#### EXTRACTED ENTRIES ####
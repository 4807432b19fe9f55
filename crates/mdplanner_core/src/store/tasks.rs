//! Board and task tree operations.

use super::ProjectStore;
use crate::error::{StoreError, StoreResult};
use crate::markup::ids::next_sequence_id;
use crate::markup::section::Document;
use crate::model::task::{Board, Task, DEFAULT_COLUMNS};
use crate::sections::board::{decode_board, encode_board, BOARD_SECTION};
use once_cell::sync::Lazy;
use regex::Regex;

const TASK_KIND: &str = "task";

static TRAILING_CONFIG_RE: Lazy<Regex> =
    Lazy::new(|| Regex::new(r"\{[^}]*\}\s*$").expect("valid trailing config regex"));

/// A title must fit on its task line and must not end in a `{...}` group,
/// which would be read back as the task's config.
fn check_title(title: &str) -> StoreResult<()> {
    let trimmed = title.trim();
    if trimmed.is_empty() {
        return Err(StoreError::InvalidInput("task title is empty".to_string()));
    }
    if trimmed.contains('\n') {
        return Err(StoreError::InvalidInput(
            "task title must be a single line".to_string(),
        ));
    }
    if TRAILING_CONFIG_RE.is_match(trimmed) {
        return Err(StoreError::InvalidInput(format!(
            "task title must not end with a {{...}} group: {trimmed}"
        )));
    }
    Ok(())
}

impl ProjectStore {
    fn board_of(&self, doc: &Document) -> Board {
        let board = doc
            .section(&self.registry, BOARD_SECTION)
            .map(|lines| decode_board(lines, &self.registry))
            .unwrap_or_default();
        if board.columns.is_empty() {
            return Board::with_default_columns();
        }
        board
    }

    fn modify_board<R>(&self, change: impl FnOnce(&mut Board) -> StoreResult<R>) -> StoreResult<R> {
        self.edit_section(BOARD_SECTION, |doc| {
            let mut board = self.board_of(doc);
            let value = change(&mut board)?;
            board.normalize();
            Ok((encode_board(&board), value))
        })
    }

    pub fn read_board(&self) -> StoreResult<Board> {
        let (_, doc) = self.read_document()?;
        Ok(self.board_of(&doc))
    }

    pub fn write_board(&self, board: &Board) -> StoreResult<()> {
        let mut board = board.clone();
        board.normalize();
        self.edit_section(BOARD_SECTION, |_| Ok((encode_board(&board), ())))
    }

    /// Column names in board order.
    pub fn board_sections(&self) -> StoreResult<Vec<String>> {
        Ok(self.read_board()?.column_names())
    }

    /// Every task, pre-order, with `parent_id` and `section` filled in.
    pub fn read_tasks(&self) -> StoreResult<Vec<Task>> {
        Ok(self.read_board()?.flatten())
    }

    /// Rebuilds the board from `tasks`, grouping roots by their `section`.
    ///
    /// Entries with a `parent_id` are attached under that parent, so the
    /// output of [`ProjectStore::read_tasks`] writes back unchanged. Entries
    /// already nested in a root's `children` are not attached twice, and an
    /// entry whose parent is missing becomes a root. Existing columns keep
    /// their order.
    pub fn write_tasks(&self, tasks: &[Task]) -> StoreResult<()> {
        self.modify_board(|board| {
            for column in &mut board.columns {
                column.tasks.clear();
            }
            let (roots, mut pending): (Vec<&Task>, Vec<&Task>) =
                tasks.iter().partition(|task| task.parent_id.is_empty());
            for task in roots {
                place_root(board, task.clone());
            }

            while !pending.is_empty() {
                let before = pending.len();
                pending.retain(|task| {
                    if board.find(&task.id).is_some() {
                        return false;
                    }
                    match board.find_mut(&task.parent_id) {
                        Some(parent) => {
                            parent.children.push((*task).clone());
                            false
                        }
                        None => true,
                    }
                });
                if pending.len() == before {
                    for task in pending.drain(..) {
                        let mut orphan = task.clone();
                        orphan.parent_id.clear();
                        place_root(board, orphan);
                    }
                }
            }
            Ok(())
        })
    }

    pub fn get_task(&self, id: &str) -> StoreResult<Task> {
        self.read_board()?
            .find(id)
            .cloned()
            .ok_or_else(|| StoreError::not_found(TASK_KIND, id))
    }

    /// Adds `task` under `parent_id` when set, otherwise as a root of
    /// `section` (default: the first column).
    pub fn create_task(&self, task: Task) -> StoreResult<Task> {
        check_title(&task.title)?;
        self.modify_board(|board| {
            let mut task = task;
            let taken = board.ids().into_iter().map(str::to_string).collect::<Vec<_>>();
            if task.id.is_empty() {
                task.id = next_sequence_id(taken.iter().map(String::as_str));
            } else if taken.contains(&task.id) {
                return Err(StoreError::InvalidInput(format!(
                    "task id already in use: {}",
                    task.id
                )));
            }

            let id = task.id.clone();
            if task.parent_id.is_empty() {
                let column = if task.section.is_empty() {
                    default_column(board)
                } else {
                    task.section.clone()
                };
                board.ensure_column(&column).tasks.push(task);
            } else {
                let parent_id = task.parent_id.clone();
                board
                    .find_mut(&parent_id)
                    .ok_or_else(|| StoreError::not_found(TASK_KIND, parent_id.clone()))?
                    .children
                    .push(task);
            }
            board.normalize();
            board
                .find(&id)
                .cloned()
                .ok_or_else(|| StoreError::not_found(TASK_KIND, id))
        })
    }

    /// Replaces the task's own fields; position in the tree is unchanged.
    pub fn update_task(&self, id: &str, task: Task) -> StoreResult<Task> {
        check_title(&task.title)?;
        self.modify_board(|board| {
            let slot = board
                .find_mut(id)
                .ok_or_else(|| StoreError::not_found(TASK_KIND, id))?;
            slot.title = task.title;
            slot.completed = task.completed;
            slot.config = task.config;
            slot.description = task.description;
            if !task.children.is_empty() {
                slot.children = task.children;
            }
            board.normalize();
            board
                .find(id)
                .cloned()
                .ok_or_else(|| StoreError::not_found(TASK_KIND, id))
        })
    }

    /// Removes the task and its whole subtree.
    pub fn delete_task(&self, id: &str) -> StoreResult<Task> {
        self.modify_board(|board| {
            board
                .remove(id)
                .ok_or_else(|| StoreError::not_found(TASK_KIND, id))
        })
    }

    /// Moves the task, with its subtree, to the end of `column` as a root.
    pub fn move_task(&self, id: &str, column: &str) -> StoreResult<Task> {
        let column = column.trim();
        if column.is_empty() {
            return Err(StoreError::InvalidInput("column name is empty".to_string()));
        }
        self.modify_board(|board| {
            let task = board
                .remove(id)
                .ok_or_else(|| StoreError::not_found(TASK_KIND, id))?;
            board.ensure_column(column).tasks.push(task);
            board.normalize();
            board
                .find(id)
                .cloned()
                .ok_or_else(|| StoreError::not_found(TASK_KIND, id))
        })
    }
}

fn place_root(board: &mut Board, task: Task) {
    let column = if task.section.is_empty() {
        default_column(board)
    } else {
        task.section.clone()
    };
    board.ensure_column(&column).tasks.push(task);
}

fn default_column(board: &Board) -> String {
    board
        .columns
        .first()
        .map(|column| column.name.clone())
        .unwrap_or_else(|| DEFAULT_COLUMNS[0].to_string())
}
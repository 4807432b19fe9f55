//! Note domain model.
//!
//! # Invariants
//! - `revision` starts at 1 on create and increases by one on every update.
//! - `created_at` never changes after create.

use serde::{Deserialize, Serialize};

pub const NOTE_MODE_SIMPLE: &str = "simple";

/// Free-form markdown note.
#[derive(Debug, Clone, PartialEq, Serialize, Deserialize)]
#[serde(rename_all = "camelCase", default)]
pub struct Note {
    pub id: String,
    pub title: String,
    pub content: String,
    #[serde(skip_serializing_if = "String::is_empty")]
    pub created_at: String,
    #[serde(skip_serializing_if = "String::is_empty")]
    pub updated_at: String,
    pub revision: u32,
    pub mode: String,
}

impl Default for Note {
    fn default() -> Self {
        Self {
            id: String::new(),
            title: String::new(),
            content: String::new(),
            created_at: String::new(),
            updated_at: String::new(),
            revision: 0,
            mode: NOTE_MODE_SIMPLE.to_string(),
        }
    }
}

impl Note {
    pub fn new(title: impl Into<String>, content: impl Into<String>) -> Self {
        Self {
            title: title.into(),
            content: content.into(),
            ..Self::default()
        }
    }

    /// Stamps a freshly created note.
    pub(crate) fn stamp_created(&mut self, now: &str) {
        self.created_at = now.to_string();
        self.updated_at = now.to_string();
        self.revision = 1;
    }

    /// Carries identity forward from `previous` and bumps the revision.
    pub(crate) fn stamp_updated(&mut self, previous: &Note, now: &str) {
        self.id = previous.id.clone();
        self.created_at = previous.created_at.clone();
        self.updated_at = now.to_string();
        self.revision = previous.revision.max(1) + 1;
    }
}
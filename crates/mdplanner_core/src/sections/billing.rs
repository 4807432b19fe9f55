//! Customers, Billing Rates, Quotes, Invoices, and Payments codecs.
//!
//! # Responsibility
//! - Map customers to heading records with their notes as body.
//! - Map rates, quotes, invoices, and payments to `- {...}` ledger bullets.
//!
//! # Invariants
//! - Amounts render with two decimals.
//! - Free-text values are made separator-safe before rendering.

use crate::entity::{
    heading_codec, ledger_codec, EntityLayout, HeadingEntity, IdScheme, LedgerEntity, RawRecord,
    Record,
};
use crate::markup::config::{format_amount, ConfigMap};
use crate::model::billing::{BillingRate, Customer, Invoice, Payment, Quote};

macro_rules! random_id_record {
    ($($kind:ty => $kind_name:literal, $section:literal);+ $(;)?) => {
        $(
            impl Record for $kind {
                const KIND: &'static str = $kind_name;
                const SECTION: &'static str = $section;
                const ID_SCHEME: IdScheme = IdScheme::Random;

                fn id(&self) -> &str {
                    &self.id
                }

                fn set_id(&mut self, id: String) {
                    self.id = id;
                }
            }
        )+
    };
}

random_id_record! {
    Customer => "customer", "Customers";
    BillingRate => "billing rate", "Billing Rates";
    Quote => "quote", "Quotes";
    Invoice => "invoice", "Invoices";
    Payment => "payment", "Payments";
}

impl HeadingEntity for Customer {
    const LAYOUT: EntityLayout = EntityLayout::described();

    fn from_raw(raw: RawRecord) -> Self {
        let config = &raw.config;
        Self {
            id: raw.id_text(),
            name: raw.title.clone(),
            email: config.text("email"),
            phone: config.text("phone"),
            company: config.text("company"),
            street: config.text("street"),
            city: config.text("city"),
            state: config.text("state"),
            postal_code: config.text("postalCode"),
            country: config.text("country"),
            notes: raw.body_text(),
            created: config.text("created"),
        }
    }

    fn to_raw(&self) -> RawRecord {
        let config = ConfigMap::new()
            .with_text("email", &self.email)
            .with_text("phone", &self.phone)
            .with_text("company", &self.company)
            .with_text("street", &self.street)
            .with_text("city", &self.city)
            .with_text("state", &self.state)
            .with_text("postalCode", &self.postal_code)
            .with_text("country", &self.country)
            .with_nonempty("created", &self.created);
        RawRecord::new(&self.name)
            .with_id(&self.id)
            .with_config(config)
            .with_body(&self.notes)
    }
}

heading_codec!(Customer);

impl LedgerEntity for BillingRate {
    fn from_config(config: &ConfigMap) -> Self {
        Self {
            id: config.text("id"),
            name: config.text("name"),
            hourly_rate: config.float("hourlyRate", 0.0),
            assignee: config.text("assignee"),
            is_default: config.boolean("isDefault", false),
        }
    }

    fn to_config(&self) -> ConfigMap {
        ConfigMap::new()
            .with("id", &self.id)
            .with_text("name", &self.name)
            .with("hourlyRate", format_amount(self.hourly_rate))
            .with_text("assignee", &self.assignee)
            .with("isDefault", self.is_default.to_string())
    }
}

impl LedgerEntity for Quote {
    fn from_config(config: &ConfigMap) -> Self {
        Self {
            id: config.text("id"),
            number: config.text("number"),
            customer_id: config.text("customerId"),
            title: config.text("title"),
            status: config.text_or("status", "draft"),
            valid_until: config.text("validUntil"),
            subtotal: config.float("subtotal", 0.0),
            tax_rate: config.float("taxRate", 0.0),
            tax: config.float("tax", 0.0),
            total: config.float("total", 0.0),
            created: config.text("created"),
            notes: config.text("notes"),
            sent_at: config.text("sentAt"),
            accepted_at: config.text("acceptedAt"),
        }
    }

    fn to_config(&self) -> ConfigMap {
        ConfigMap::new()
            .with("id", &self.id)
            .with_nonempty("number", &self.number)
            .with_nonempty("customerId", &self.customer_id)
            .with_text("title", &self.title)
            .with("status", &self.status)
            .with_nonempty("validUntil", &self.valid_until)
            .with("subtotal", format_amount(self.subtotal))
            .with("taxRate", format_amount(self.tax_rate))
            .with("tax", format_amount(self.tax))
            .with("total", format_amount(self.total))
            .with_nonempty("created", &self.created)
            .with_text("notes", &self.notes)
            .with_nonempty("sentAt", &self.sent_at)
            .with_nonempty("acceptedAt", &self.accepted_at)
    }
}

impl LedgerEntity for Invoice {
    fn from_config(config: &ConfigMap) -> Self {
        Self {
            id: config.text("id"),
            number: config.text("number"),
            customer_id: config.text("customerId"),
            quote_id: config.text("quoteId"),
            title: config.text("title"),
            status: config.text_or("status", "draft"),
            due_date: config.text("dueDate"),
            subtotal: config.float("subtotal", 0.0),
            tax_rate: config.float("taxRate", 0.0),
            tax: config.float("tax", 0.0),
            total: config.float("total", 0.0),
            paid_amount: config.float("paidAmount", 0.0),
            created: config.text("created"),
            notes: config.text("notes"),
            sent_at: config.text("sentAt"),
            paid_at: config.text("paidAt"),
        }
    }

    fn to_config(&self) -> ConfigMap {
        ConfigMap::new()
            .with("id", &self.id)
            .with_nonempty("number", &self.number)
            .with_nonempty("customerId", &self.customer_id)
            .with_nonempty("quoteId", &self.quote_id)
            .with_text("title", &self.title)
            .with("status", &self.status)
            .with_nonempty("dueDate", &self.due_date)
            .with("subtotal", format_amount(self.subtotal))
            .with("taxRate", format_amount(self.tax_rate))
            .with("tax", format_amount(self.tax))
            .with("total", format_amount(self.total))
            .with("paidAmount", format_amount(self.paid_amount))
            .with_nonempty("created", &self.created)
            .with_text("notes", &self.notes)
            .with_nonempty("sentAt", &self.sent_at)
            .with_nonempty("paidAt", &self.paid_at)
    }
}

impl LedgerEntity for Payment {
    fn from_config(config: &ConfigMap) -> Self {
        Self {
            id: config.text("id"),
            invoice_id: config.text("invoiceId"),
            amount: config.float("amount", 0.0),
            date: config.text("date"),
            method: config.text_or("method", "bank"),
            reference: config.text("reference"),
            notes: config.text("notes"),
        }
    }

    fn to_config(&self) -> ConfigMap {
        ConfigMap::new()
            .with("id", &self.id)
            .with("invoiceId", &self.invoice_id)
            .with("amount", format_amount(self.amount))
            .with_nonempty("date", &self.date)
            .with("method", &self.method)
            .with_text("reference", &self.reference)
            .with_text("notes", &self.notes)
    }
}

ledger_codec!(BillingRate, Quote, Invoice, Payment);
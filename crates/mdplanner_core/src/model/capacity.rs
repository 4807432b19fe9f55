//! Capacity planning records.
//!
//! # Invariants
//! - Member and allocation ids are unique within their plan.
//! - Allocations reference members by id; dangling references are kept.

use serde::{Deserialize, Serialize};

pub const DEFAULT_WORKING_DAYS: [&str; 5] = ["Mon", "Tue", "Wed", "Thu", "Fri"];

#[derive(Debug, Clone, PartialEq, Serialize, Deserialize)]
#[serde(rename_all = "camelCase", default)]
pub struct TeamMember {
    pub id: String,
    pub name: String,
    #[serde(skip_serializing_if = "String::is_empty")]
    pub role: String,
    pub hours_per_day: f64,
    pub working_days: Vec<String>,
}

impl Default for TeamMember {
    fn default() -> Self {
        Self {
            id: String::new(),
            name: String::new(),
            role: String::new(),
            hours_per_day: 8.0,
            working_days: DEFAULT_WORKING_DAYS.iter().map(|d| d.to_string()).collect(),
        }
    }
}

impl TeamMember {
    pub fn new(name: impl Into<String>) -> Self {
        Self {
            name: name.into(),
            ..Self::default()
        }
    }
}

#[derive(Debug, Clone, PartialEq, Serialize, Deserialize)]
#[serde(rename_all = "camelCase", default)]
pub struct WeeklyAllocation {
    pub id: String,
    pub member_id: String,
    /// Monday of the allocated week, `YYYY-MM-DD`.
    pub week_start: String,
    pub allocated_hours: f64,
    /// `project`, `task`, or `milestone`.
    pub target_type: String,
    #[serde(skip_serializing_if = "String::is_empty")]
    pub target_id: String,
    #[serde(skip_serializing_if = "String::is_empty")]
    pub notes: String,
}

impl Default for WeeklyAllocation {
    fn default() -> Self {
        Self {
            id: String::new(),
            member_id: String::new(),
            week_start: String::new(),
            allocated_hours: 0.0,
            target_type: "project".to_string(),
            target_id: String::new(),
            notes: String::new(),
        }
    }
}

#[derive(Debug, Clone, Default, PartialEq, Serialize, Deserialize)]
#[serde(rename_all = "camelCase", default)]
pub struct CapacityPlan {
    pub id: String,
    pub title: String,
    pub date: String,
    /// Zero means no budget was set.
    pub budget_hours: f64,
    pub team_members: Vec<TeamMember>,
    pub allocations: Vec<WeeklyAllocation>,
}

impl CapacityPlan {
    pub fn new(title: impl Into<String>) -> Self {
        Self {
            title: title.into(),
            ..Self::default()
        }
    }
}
####
# TASK REQUIREMENTS
Out of the entries, report each line that contains the word "street".

# RESPONSE FOR THIS EXERCISE
            street: config.text("street"),
            .with_text("street", &self.street)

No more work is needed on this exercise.